:: ACTIVITY ::
Which lines of the entries contain the string "matching"? Please find them and copy them.

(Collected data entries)
= = = =

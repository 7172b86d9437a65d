//! Post repository.

use std::sync::Arc;

use crate::entities::{Post, follow, post};
use sea_orm::{
    ActiveModelTrait, ColumnTrait, DatabaseConnection, EntityTrait, PaginatorTrait,
    QueryFilter, QueryOrder, QuerySelect, Select, sea_query::Query,
};
use yatube_common::{AppError, AppResult};

/// Which posts a listing shows.
#[derive(Debug, Clone, PartialEq, Eq)]
pub enum PostFilter {
    /// Every post.
    All,
    /// Posts in the group with this ID.
    Group(String),
    /// Posts written by the user with this ID.
    Author(String),
    /// Posts written by authors the user with this ID follows.
    FollowedBy(String),
}

impl PostFilter {
    fn select(&self) -> Select<Post> {
        let query = Post::find();
        match self {
            Self::All => query,
            Self::Group(group_id) => query.filter(post::Column::GroupId.eq(group_id.as_str())),
            Self::Author(author_id) => query.filter(post::Column::AuthorId.eq(author_id.as_str())),
            Self::FollowedBy(user_id) => query.filter(
                post::Column::AuthorId.in_subquery(
                    Query::select()
                        .column(follow::Column::AuthorId)
                        .from(follow::Entity)
                        .and_where(follow::Column::UserId.eq(user_id.as_str()))
                        .to_owned(),
                ),
            ),
        }
    }
}

/// Post repository for database operations.
#[derive(Clone)]
pub struct PostRepository {
    db: Arc<DatabaseConnection>,
}

impl PostRepository {
    /// Create a new post repository.
    #[must_use]
    pub const fn new(db: Arc<DatabaseConnection>) -> Self {
        Self { db }
    }

    /// Find a post by ID.
    pub async fn find_by_id(&self, id: &str) -> AppResult<Option<post::Model>> {
        Post::find_by_id(id)
            .one(self.db.as_ref())
            .await
            .map_err(|e| AppError::Database(e.to_string()))
    }

    /// Find a post by ID, returning an error if not found.
    pub async fn get_by_id(&self, id: &str) -> AppResult<post::Model> {
        self.find_by_id(id)
            .await?
            .ok_or_else(|| AppError::PostNotFound(id.to_string()))
    }

    /// Create a new post.
    pub async fn create(&self, model: post::ActiveModel) -> AppResult<post::Model> {
        model
            .insert(self.db.as_ref())
            .await
            .map_err(|e| AppError::Database(e.to_string()))
    }

    /// Update a post.
    pub async fn update(&self, model: post::ActiveModel) -> AppResult<post::Model> {
        model
            .update(self.db.as_ref())
            .await
            .map_err(|e| AppError::Database(e.to_string()))
    }

    /// Delete a post. Its comments go with it.
    pub async fn delete(&self, id: &str) -> AppResult<()> {
        Post::delete_by_id(id)
            .exec(self.db.as_ref())
            .await
            .map_err(|e| AppError::Database(e.to_string()))?;
        Ok(())
    }

    /// Count posts matching a filter.
    pub async fn count(&self, filter: &PostFilter) -> AppResult<u64> {
        filter
            .select()
            .count(self.db.as_ref())
            .await
            .map_err(|e| AppError::Database(e.to_string()))
    }

    /// A window of posts matching a filter, newest first.
    ///
    /// Posts created in the same instant are ordered by ID, which is
    /// time-sortable, so the order is total.
    pub async fn find_page(
        &self,
        filter: &PostFilter,
        offset: u64,
        limit: u64,
    ) -> AppResult<Vec<post::Model>> {
        filter
            .select()
            .order_by_desc(post::Column::CreatedAt)
            .order_by_desc(post::Column::Id)
            .offset(offset)
            .limit(limit)
            .all(self.db.as_ref())
            .await
            .map_err(|e| AppError::Database(e.to_string()))
    }
}
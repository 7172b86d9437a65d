//! Follow entity: a directed follower -> author relationship.

use sea_orm::entity::prelude::*;
use serde::{Deserialize, Serialize};

/// Name of the storage constraint forbidding `user_id == author_id`.
pub const CHECK_FOLLOW_SELF: &str = "check_follow_self";

/// Name of the unique index over `(user_id, author_id)`.
pub const UNIQUE_FOLLOW: &str = "unique_follow";

#[derive(Clone, Debug, PartialEq, Eq, DeriveEntityModel, Serialize, Deserialize)]
#[sea_orm(table_name = "follow")]
pub struct Model {
    #[sea_orm(primary_key, auto_increment = false)]
    pub id: String,

    /// The user who is following
    pub user_id: String,

    /// The user being followed
    #[sea_orm(indexed)]
    pub author_id: String,

    pub created_at: DateTimeWithTimeZone,
}

#[derive(Copy, Clone, Debug, EnumIter, DeriveRelation)]
pub enum Relation {
    #[sea_orm(
        belongs_to = "super::user::Entity",
        from = "Column::UserId",
        to = "super::user::Column::Id",
        on_delete = "Cascade"
    )]
    Follower,

    #[sea_orm(
        belongs_to = "super::user::Entity",
        from = "Column::AuthorId",
        to = "super::user::Column::Id",
        on_delete = "Cascade"
    )]
    Author,
}

impl ActiveModelBehavior for ActiveModel {}
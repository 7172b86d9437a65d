//! Response helpers.

use axum::{
    http::{StatusCode, header},
    response::{IntoResponse, Response},
};

/// A `302 Found` redirect.
///
/// Browsers follow it with a GET, which is what every form submission on
/// the site expects.
#[derive(Debug, Clone, PartialEq, Eq)]
pub struct Found(String);

impl Found {
    /// Redirect to `location`.
    #[must_use]
    pub fn to(location: impl Into<String>) -> Self {
        Self(location.into())
    }

    /// Target of the redirect.
    #[must_use]
    pub fn location(&self) -> &str {
        &self.0
    }
}

impl IntoResponse for Found {
    fn into_response(self) -> Response {
        (StatusCode::FOUND, [(header::LOCATION, self.0)]).into_response()
    }
}
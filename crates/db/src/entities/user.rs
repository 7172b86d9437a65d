//! User entity.

use std::fmt;

use sea_orm::entity::prelude::*;
use serde::{Deserialize, Serialize};

#[derive(Clone, Debug, PartialEq, Eq, DeriveEntityModel, Serialize, Deserialize)]
#[sea_orm(table_name = "user")]
pub struct Model {
    #[sea_orm(primary_key, auto_increment = false)]
    pub id: String,

    #[sea_orm(unique)]
    pub username: String,

    #[sea_orm(unique)]
    pub username_lower: String,

    /// Display name
    #[sea_orm(nullable)]
    pub name: Option<String>,

    /// Argon2 PHC string
    #[serde(skip_serializing)]
    pub password_hash: String,

    /// Session token, rotated on logout
    #[sea_orm(unique, nullable)]
    #[serde(skip_serializing)]
    pub token: Option<String>,

    pub created_at: DateTimeWithTimeZone,
}

impl Model {
    /// Name shown next to posts: the display name if set, otherwise the username.
    #[must_use]
    pub fn display_name(&self) -> &str {
        self.name
            .as_deref()
            .filter(|name| !name.trim().is_empty())
            .unwrap_or(&self.username)
    }
}

impl fmt::Display for Model {
    fn fmt(&self, f: &mut fmt::Formatter<'_>) -> fmt::Result {
        f.write_str(&self.username)
    }
}

#[derive(Copy, Clone, Debug, EnumIter, DeriveRelation)]
pub enum Relation {
    #[sea_orm(has_many = "super::post::Entity")]
    Post,

    #[sea_orm(has_many = "super::comment::Entity")]
    Comment,
}

impl Related<super::post::Entity> for Entity {
    fn to() -> RelationDef {
        Relation::Post.def()
    }
}

impl Related<super::comment::Entity> for Entity {
    fn to() -> RelationDef {
        Relation::Comment.def()
    }
}

impl ActiveModelBehavior for ActiveModel {}
//! Authentication pages.

use axum::{http::StatusCode, response::Response};
use serde::Serialize;
use yatube_db::entities::user;

use super::{error_list, html_escape, non_field_errors, render};
use crate::forms::{LoginForm, SignupForm};
use crate::urls;

/// Context of `users/login.html`.
#[derive(Debug, Serialize)]
pub struct LoginContext {
    pub form: LoginForm,
}

/// Context of `users/signup.html`.
#[derive(Debug, Serialize)]
pub struct SignupContext {
    pub form: SignupForm,
}

/// Context of `users/logged_out.html`.
#[derive(Debug, Default, Serialize)]
pub struct LoggedOutContext {}

fn text_input(name: &str, label: &str, input_type: &str, value: &str, errors: &[String]) -> String {
    format!(
        "<div class=\"field\">\n<label for=\"id_{name}\">{label}</label>\n{errors}\
         <input type=\"{input_type}\" name=\"{name}\" id=\"id_{name}\" value=\"{value}\">\n</div>\n",
        errors = error_list(errors),
        value = html_escape(value),
    )
}

/// `users/login.html`
#[must_use]
pub fn login(ctx: &LoginContext, viewer: Option<&user::Model>) -> Response {
    let form = &ctx.form;
    let next = form
        .next
        .as_deref()
        .map(|next| {
            format!(
                "<input type=\"hidden\" name=\"next\" value=\"{}\">\n",
                html_escape(next)
            )
        })
        .unwrap_or_default();

    let content = format!(
        "<h1>Log in</h1>\n{non_field}<form method=\"post\" action=\"{action}\">\n{next}{username}{password}\
         <button type=\"submit\">Log in</button>\n</form>\n\
         <p><a href=\"{signup}\">Sign up</a></p>",
        non_field = non_field_errors(&form.errors),
        action = urls::LOGIN,
        username = text_input(
            "username",
            "Username",
            "text",
            &form.username,
            form.errors.field("username")
        ),
        password = text_input(
            "password",
            "Password",
            "password",
            "",
            form.errors.field("password")
        ),
        signup = urls::SIGNUP,
    );

    render(StatusCode::OK, "users/login.html", ctx, "Log in", viewer, &content)
}

/// `users/signup.html`
#[must_use]
pub fn signup(ctx: &SignupContext, viewer: Option<&user::Model>) -> Response {
    let form = &ctx.form;
    let content = format!(
        "<h1>Sign up</h1>\n{non_field}<form method=\"post\" action=\"{action}\">\n\
         {username}{name}{password}{password_confirm}\
         <button type=\"submit\">Sign up</button>\n</form>",
        non_field = non_field_errors(&form.errors),
        action = urls::SIGNUP,
        username = text_input(
            "username",
            "Username",
            "text",
            &form.username,
            form.errors.field("username")
        ),
        name = text_input("name", "Name", "text", &form.name, form.errors.field("name")),
        password = text_input(
            "password",
            "Password",
            "password",
            "",
            form.errors.field("password")
        ),
        password_confirm = text_input(
            "password_confirm",
            "Password confirmation",
            "password",
            "",
            form.errors.field("password_confirm")
        ),
    );

    render(StatusCode::OK, "users/signup.html", ctx, "Sign up", viewer, &content)
}

/// `users/logged_out.html`
#[must_use]
pub fn logged_out(ctx: &LoggedOutContext) -> Response {
    let content = format!(
        "<h1>You have logged out</h1>\n<p><a href=\"{}\">Log in again</a></p>",
        urls::LOGIN
    );
    render(
        StatusCode::OK,
        "users/logged_out.html",
        ctx,
        "Logged out",
        None,
        &content,
    )
}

= = = =

:: TASK RESULT ::
    /// Count posts matching a filter.
    /// A window of posts matching a filter, newest first.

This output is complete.